Kellogg (K) is a great examples of what I am talking about. In Kellogg’s case, revenue fell on a YOY basis but beat expectations, it was the guidance that got this stock moving lower. The guidance calls for a decline in YOY revenue and earings that came in below the analyst’s consensus.
The catch is that divestitures made in the middle of 2019 make the comparisons difficult. Today’s sell-off in the stock may just be a knee-jerk reaction. While today’s news is bad news for some, this situation is setting up a buying opportunity for others. Kellogg is working on a growth strategy that includes a repositioning of its portfolio, a focus on key brands, and driving cash-flow growth in the coming years.
Kellogg: The Guidance Is Weak But Doesn’t Compare Well
Kellogg reported 4th quarter revenue and EPS that were better than expected despite a YOY decline. The decline in sales is due to the aforementioned divestitures, The beat was driven by a 2.7% increase in organic sales. The increase in sales would have produced better results but that strength was offset by downward pricing pressure.
The full-year results are better, the company delivered positive sales growth in its core brands for 2019 and is expecting to build on that in 2020. On a YOY basis, revenue and earnings are going to fall in 2020 but this is due to those same divestitures. The loss of revenue from those businesses more than offsets growth in the core business.
Looking forward, the YOY comparisons will be difficult until the third quarter of this year but even then won’t be true comps. The salient point is that the core business is growing. Until the YOY comps come back into alignment the sequential quarterly figures will be more important.
The Dividend Is Safe
On an adjusted basis the company is still growing and, most importantly, so is its cash flow. Kellogg is a Dividend Aristocrat in the making so cash flow and free-cash-flow are more important than headline growth. With the payout at the current level, the payout ratio is running about 60%. While on the high side, 60% is well within acceptable levels and still leaves room for future increases.

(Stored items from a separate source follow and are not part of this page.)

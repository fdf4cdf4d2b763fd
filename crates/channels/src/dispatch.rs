//! Sequential, paced email dispatch.
//!
//! Records are sent one at a time in the order given. A failure on one
//! record is recorded against that record only; the loop always moves on.
//! Group metrics are flushed whenever the campaign changes and once at the
//! end, so every group touched gets exactly one metrics write.

use std::sync::Arc;

use chrono::Utc;
use metrics::counter;
use tracing::{debug, info, warn};
use uuid::Uuid;

use campaign_core::config::DispatchConfig;
use campaign_core::event_bus::{make_event, EventSink, PipelineEventKind};
use campaign_core::providers::{bounded, CampaignStore, MessageDelivery, Pacer};
use campaign_core::types::{DispatchRecord, GroupMetrics};
use campaign_core::{CampaignError, CampaignResult};

use crate::email::EmailComposer;
use crate::pacing::RatePlan;

#[derive(Debug, Default)]
pub struct DispatchReport {
    pub attempted: usize,
    pub sent: usize,
    pub failed: usize,
    /// Per-record delivery failures and lost store writes, in order.
    pub errors: Vec<CampaignError>,
}

pub struct DispatchEngine {
    delivery: Arc<dyn MessageDelivery>,
    store: Arc<dyn CampaignStore>,
    pacer: Arc<dyn Pacer>,
    events: Arc<dyn EventSink>,
    plan: RatePlan,
    send_timeout_ms: u64,
    composer: EmailComposer,
}

struct GroupTally {
    campaign_id: Uuid,
    metrics: GroupMetrics,
}

impl DispatchEngine {
    pub fn new(
        delivery: Arc<dyn MessageDelivery>,
        store: Arc<dyn CampaignStore>,
        pacer: Arc<dyn Pacer>,
        events: Arc<dyn EventSink>,
        cfg: &DispatchConfig,
    ) -> Self {
        Self {
            delivery,
            store,
            pacer,
            events,
            plan: RatePlan::from_config(cfg),
            send_timeout_ms: cfg.send_timeout_ms,
            composer: EmailComposer::new(cfg.tags.clone()),
        }
    }

    pub fn plan(&self) -> RatePlan {
        self.plan
    }

    /// Sends every record. Only an illegal status transition escapes as an
    /// error; delivery and store failures land in the report.
    pub async fn dispatch(&self, records: &mut [DispatchRecord]) -> CampaignResult<DispatchReport> {
        let total = records.len();
        let mut report = DispatchReport::default();
        let mut tally: Option<GroupTally> = None;

        info!(
            records = total,
            batches = self.plan.batch_count(total),
            "Starting dispatch"
        );

        for (position, record) in records.iter_mut().enumerate() {
            if tally.as_ref().map(|t| t.campaign_id) != Some(record.campaign_id) {
                if let Some(done) = tally.take() {
                    self.flush_metrics(done, &mut report).await;
                }
                tally = Some(GroupTally {
                    campaign_id: record.campaign_id,
                    metrics: GroupMetrics::default(),
                });
            }

            let delivered = self.send_one(record, &mut report).await?;
            report.attempted += 1;
            if let Some(t) = tally.as_mut() {
                t.metrics.customers_targeted += 1;
                if delivered {
                    t.metrics.messages_sent += 1;
                }
            }

            for pause in self.plan.pauses_after(position, total) {
                self.pacer.pause(pause).await;
            }
        }

        if let Some(done) = tally.take() {
            self.flush_metrics(done, &mut report).await;
        }

        info!(
            sent = report.sent,
            failed = report.failed,
            "Dispatch complete"
        );
        Ok(report)
    }

    async fn send_one(
        &self,
        record: &mut DispatchRecord,
        report: &mut DispatchReport,
    ) -> CampaignResult<bool> {
        let email = self.composer.compose(record);
        let outcome = bounded(
            "message delivery",
            self.send_timeout_ms,
            self.delivery.send(&email),
        )
        .await;

        match outcome {
            Ok(message_id) => {
                record.mark_sent(message_id.clone(), Utc::now())?;
                if let Err(e) = self
                    .store
                    .update_dispatch_status(record)
                    .await
                {
                    warn!(dispatch_id = %record.id, error = %e, "Failed to persist sent status");
                    report.errors.push(CampaignError::Store(format!(
                        "dispatch {}: {e}",
                        record.id
                    )));
                }
                self.events.emit(make_event(
                    record.run_id,
                    PipelineEventKind::MessageSent {
                        group_label: record.group_label.clone(),
                        customer_id: record.customer_id,
                        message_id: message_id.clone(),
                    },
                ));
                counter!("dispatch.sent", "group" => record.group_label.clone()).increment(1);
                debug!(customer_id = record.customer_id, %message_id, "Message sent");
                report.sent += 1;
                Ok(true)
            }
            Err(e) => {
                let reason = e.to_string();
                record.mark_failed(reason.clone())?;
                if let Err(store_err) = self
                    .store
                    .update_dispatch_status(record)
                    .await
                {
                    warn!(dispatch_id = %record.id, error = %store_err, "Failed to persist failed status");
                    report.errors.push(CampaignError::Store(format!(
                        "dispatch {}: {store_err}",
                        record.id
                    )));
                }
                self.events.emit(make_event(
                    record.run_id,
                    PipelineEventKind::MessageFailed {
                        group_label: record.group_label.clone(),
                        customer_id: record.customer_id,
                        error: reason.clone(),
                    },
                ));
                counter!("dispatch.failed", "group" => record.group_label.clone()).increment(1);
                warn!(customer_id = record.customer_id, error = %reason, "Message failed");
                report.failed += 1;
                report.errors.push(CampaignError::Dispatch(format!(
                    "customer {}: {reason}",
                    record.customer_id
                )));
                Ok(false)
            }
        }
    }

    async fn flush_metrics(&self, tally: GroupTally, report: &mut DispatchReport) {
        if let Err(e) = self
            .store
            .update_group_metrics(tally.campaign_id, &tally.metrics)
            .await
        {
            warn!(campaign_id = %tally.campaign_id, error = %e, "Failed to update group metrics");
            report.errors.push(CampaignError::Store(format!(
                "group metrics {}: {e}",
                tally.campaign_id
            )));
        }
    }
}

"In 2019, our primary financial objective was to deliver sales growth, and we did exactly that," said Steve Cahillane, Kellogg Company's Chairman, and Chief Executive Officer. "By executing our Deploy For Growth strategy, we posted sales growth for the full year, across key brands and categories. Importantly, we delivered this growth and our other financial commitments while realigning our organizational structure, reshaping our portfolio, and investing in our supply chain. These actions are building a foundation for a steady, reliable growth in sales, profit, and cash flow for years to come."

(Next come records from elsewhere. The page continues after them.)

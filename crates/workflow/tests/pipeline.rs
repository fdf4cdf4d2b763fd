//! End-to-end runs against the in-memory store and scripted services.

use std::collections::HashSet;
use std::sync::{Arc, Mutex};

use async_trait::async_trait;
use chrono::{Days, NaiveDate, TimeZone, Utc};
use uuid::Uuid;

use campaign_channels::RecordingPacer;
use campaign_core::config::AppConfig;
use campaign_core::event_bus::capture_sink;
use campaign_core::providers::{
    CampaignStore, ContentGenerator, HolidayProvider, MessageDelivery, WeatherProvider,
};
use campaign_core::types::{
    Customer, DispatchRecord, DispatchStatus, GenerationPrompt, GroupCampaignRecord,
    GroupMetrics, HolidayEvent, OutboundEmail, RunStatus, RunSummary, TriggerKind, Vehicle,
    WeatherFact,
};
use campaign_core::{CampaignError, CampaignResult};
use campaign_store::InMemoryStore;
use campaign_workflow::{Collaborators, Orchestrator};

fn today() -> NaiveDate {
    NaiveDate::from_ymd_opt(2024, 6, 15).unwrap()
}

fn days_ago(days: u64) -> NaiveDate {
    today().checked_sub_days(Days::new(days)).unwrap()
}

// ─── Scripted services ──────────────────────────────────────────────────────

struct FixedWeather(Option<WeatherFact>);

#[async_trait]
impl WeatherProvider for FixedWeather {
    async fn current_weather(&self, location: &str) -> CampaignResult<WeatherFact> {
        self.0
            .clone()
            .map(|mut w| {
                w.location = location.to_string();
                w
            })
            .ok_or_else(|| CampaignError::Lookup("weather service unavailable".into()))
    }
}

/// Serves its events the way a calendar would: only those inside the
/// requested look-ahead window.
struct FixedHolidays(Vec<HolidayEvent>);

#[async_trait]
impl HolidayProvider for FixedHolidays {
    async fn upcoming_holidays(&self, days_ahead: u32) -> CampaignResult<Vec<HolidayEvent>> {
        Ok(self
            .0
            .iter()
            .filter(|e| (0..=i64::from(days_ahead)).contains(&e.days_until))
            .cloned()
            .collect())
    }
}

const GENERATED: &str = r#"Here is your campaign:
{"title": "Monsoon Care",
 "subject_line": "{{customer_name}}, is your {{vehicle_make}} ready?",
 "content": "Dear {{customer_name}},\nConditions in {{location}} call for a check of your {{vehicle_info}}.\n{{urgency_message}}",
 "cta_text": "Book a Check",
 "personalization_fields": ["customer_name", "vehicle_info"]}"#;

const GENERATED_FESTIVE: &str = r#"{"title": "Festive Travel Check",
 "subject_line": "{{customer_name}}, road-ready for {{holiday_name}}?",
 "content": "Dear {{customer_name}},\n{{holiday_greeting}}\nGet your {{vehicle_info}} checked before {{holiday_name}}.",
 "cta_text": "Book Festive Check",
 "personalization_fields": ["customer_name", "holiday_name"]}"#;

/// Replies with a fixed document, or fails every call when `failing`.
struct ScriptedGenerator {
    reply: &'static str,
    failing: bool,
    prompts: Mutex<Vec<GenerationPrompt>>,
}

impl ScriptedGenerator {
    fn ok() -> Self {
        Self::replying(GENERATED)
    }

    fn replying(reply: &'static str) -> Self {
        Self {
            reply,
            failing: false,
            prompts: Mutex::new(Vec::new()),
        }
    }

    fn failing() -> Self {
        Self {
            reply: "",
            failing: true,
            prompts: Mutex::new(Vec::new()),
        }
    }

    fn prompts(&self) -> Vec<GenerationPrompt> {
        self.prompts.lock().unwrap().clone()
    }
}

#[async_trait]
impl ContentGenerator for ScriptedGenerator {
    async fn generate(&self, prompt: &GenerationPrompt) -> CampaignResult<String> {
        self.prompts.lock().unwrap().push(prompt.clone());
        if self.failing {
            return Err(CampaignError::Generation("503 Service Unavailable".into()));
        }
        Ok(self.reply.to_string())
    }
}

struct ScriptedDelivery {
    failing: HashSet<String>,
    sent: Mutex<Vec<OutboundEmail>>,
}

impl ScriptedDelivery {
    fn new(failing: &[&str]) -> Self {
        Self {
            failing: failing.iter().map(|s| s.to_string()).collect(),
            sent: Mutex::new(Vec::new()),
        }
    }

    fn sent(&self) -> Vec<OutboundEmail> {
        self.sent.lock().unwrap().clone()
    }
}

#[async_trait]
impl MessageDelivery for ScriptedDelivery {
    async fn send(&self, email: &OutboundEmail) -> CampaignResult<String> {
        if self.failing.contains(&email.to_address) {
            return Err(CampaignError::Dispatch("421 mailbox busy".into()));
        }
        let mut sent = self.sent.lock().unwrap();
        sent.push(email.clone());
        Ok(format!("<msg-{}@relay>", Uuid::new_v4()))
    }
}

/// Delegates to the in-memory store but fails group-campaign writes with a
/// fatal error.
struct BrokenStore(InMemoryStore);

#[async_trait]
impl CampaignStore for BrokenStore {
    async fn customers_by_location(&self, location: &str) -> CampaignResult<Vec<Customer>> {
        self.0.customers_by_location(location).await
    }
    async fn customers_with_vehicles(&self) -> CampaignResult<Vec<Customer>> {
        self.0.customers_with_vehicles().await
    }
    async fn create_group_campaign(&self, _: &GroupCampaignRecord) -> CampaignResult<()> {
        Err(CampaignError::Internal(anyhow::anyhow!("campaign table missing")))
    }
    async fn insert_dispatch(&self, record: &DispatchRecord) -> CampaignResult<()> {
        self.0.insert_dispatch(record).await
    }
    async fn update_dispatch_status(&self, record: &DispatchRecord) -> CampaignResult<()> {
        self.0.update_dispatch_status(record).await
    }
    async fn update_group_metrics(&self, id: Uuid, metrics: &GroupMetrics) -> CampaignResult<()> {
        self.0.update_group_metrics(id, metrics).await
    }
    async fn dispatches_for_run(&self, run_id: Uuid) -> CampaignResult<Vec<DispatchRecord>> {
        self.0.dispatches_for_run(run_id).await
    }
    async fn save_run_summary(&self, summary: &RunSummary) -> CampaignResult<()> {
        self.0.save_run_summary(summary).await
    }
    async fn run_summary(&self, run_id: Uuid) -> CampaignResult<Option<RunSummary>> {
        self.0.run_summary(run_id).await
    }
}

// ─── Fixtures ───────────────────────────────────────────────────────────────

fn vehicle(
    customer_id: i64,
    registered: NaiveDate,
    serviced_days_ago: Option<u64>,
    mileage: u32,
) -> Vehicle {
    Vehicle {
        id: customer_id * 100,
        customer_id,
        make: "Maruti".into(),
        model: "Swift".into(),
        year: chrono::Datelike::year(&registered),
        registration_date: Some(registered),
        last_service_date: serviced_days_ago.map(days_ago),
        last_service_type: serviced_days_ago.map(|_| "Periodic Maintenance".to_string()),
        next_service_due: None,
        mileage: Some(mileage),
        warranty_start: Some(registered),
        warranty_end: None,
    }
}

fn customer(id: i64, location: &str, vehicles: Vec<Vehicle>) -> Customer {
    Customer {
        id,
        name: format!("Customer {id}"),
        email: format!("customer{id}@example.com"),
        phone: None,
        preferred_location: Some(location.to_string()),
        created_at: Utc.with_ymd_and_hms(2022, 1, 1, 0, 0, 0).unwrap(),
        vehicles,
    }
}

fn mumbai_and_pune() -> Vec<Customer> {
    let registered = NaiveDate::from_ymd_opt(2020, 3, 1).unwrap();
    let mut customers: Vec<Customer> = (1..=12)
        .map(|id| customer(id, "Mumbai", vec![vehicle(id, registered, Some(60), 30_000)]))
        .collect();
    customers.push(customer(13, "Pune", vec![vehicle(13, registered, Some(60), 30_000)]));
    customers.push(customer(14, "Pune", Vec::new()));
    customers
}

/// Five single-vehicle customers with mixed mileage and service history.
fn lifecycle_customers() -> Vec<Customer> {
    let rows: [(i64, u32, Option<u64>, u64); 5] = [
        (1, 45_000, Some(90), 200),
        (2, 85_000, Some(400), 4 * 365),
        (3, 8_000, None, 300),
        (4, 62_000, Some(150), 6 * 365),
        (5, 125_000, Some(200), 8 * 365),
    ];
    rows.into_iter()
        .map(|(id, mileage, serviced, registered_days_ago)| {
            let mut v = vehicle(id, days_ago(registered_days_ago), serviced, mileage);
            if id == 1 {
                v.next_service_due = today().checked_add_days(Days::new(10));
            }
            customer(id, "Mumbai", vec![v])
        })
        .collect()
}

/// Recently registered, recently serviced, low mileage, next service due
/// within the due-soon window.
fn new_owners(ids: &[i64]) -> Vec<Customer> {
    ids.iter()
        .map(|&id| {
            let mut v = vehicle(id, days_ago(100), Some(30), 5_000);
            v.next_service_due = today().checked_add_days(Days::new(10));
            customer(id, "Mumbai", vec![v])
        })
        .collect()
}

fn holiday(name: &str, kind: &str, travel: &str, days_until: u64) -> HolidayEvent {
    HolidayEvent {
        name: name.into(),
        date: today().checked_add_days(Days::new(days_until)).unwrap(),
        kind: kind.into(),
        cultural_significance: Some(format!("{name} celebrations")),
        travel_impact: Some(travel.into()),
        days_until: days_until as i64,
    }
}

fn festive_calendar() -> Vec<HolidayEvent> {
    vec![
        holiday("Dussehra", "Religious Festival", "Medium", 5),
        holiday("Diwali", "Major Festival", "High", 10),
        holiday("Christmas", "Major Festival", "High", 40),
    ]
}

fn rain() -> WeatherFact {
    WeatherFact {
        location: String::new(),
        temperature: 26.0,
        condition: "Rain".into(),
        description: "moderate rain".into(),
        humidity: 88,
    }
}

struct Harness {
    store: Arc<InMemoryStore>,
    generator: Arc<ScriptedGenerator>,
    delivery: Arc<ScriptedDelivery>,
    pacer: Arc<RecordingPacer>,
    orchestrator: Orchestrator,
}

fn harness(
    customers: Vec<Customer>,
    weather: Option<WeatherFact>,
    generator: ScriptedGenerator,
    delivery: ScriptedDelivery,
) -> Harness {
    harness_with_calendar(customers, weather, Vec::new(), generator, delivery)
}

fn harness_with_calendar(
    customers: Vec<Customer>,
    weather: Option<WeatherFact>,
    calendar: Vec<HolidayEvent>,
    generator: ScriptedGenerator,
    delivery: ScriptedDelivery,
) -> Harness {
    let store = Arc::new(InMemoryStore::with_customers(customers));
    let generator = Arc::new(generator);
    let delivery = Arc::new(delivery);
    let pacer = Arc::new(RecordingPacer::new());
    let orchestrator = Orchestrator::new(
        AppConfig::default(),
        Collaborators {
            store: store.clone(),
            weather: Arc::new(FixedWeather(weather)),
            holidays: Arc::new(FixedHolidays(calendar)),
            generator: generator.clone(),
            delivery: delivery.clone(),
            pacer: pacer.clone(),
        },
    )
    .with_fixed_date(today());
    Harness {
        store,
        generator,
        delivery,
        pacer,
        orchestrator,
    }
}

// ─── Runs ───────────────────────────────────────────────────────────────────

#[tokio::test]
async fn weather_run_targets_one_location_group() {
    let h = harness(
        mumbai_and_pune(),
        Some(rain()),
        ScriptedGenerator::ok(),
        ScriptedDelivery::new(&[]),
    );
    let sink = capture_sink();
    let orchestrator = h.orchestrator.with_event_sink(sink.clone());

    let result = orchestrator.run_campaign("Mumbai", TriggerKind::Weather).await;

    assert_eq!(result.status, RunStatus::Success, "errors: {:?}", result.errors);
    assert_eq!(result.customers_targeted, 12);
    assert_eq!(result.campaigns_created, 1);
    assert_eq!(result.messages_sent, 12);
    assert!(result.summary.contains("Weather context: Rain at 26°C"));

    assert_eq!(h.generator.prompts().len(), 1);
    assert!(h.generator.prompts()[0].user.contains("Rain"));

    let sent = h.delivery.sent();
    assert_eq!(sent.len(), 12);
    assert!(sent.iter().all(|e| e.tags.contains(&"weather_Mumbai".to_string())));
    assert_eq!(sent[0].subject, "Customer 1, is your Maruti ready?");
    assert!(sent.iter().all(|e| !e.text_body.contains("{{")));
    assert!(sent[0].text_body.contains("Conditions in Mumbai"));

    assert_eq!(h.pacer.pauses().len(), 12);
    assert_eq!(sink.count_kind("stage_completed"), 5);
    assert_eq!(sink.count_kind("message_sent"), 12);
    assert_eq!(sink.count_kind("run_finished"), 1);

    let summary = orchestrator.run_summary(result.run_id).await.unwrap().unwrap();
    assert_eq!(
        summary.completed_stages,
        vec!["targeting", "weather", "content_generation", "dispatch", "finalize"]
    );
    assert_eq!(summary.weather.map(|w| w.condition), Some("Rain".to_string()));

    let campaigns = h.store.group_campaigns_for_run(result.run_id);
    assert_eq!(campaigns.len(), 1);
    let metrics = h.store.group_metrics(campaigns[0].id).unwrap();
    assert_eq!(metrics.customers_targeted, 12);
    assert_eq!(metrics.messages_sent, 12);
}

With today’s discount to share prices, the dividend is yielding over 3.25% with distribution increases in the forecast. The company has been raising the distribution for 15 years with another increase expected over the summer. The distribution growth rate isn’t fantastic, only 3.5%, but there is an argument to be made for its sustainability.
The Technical Outlook: Trading At A Key Support Level
Share prices for Kellogg fell more than -6.0% at the open but above key support levels. Key support is at the $64 level and a point of technical break-out in 2019. Price action is already showing signs of buying but cautious traders may want to wait. MACD momentum suggests the selling isn’t over and support could break.
The prudent move is to wait for price action to reconfirm support at this level before committing to large positions. The risk is that support will break and worse, another round of selling will ensure. A break in support at this level could lead the stock down another $3 to $4 (5% to 6.5%).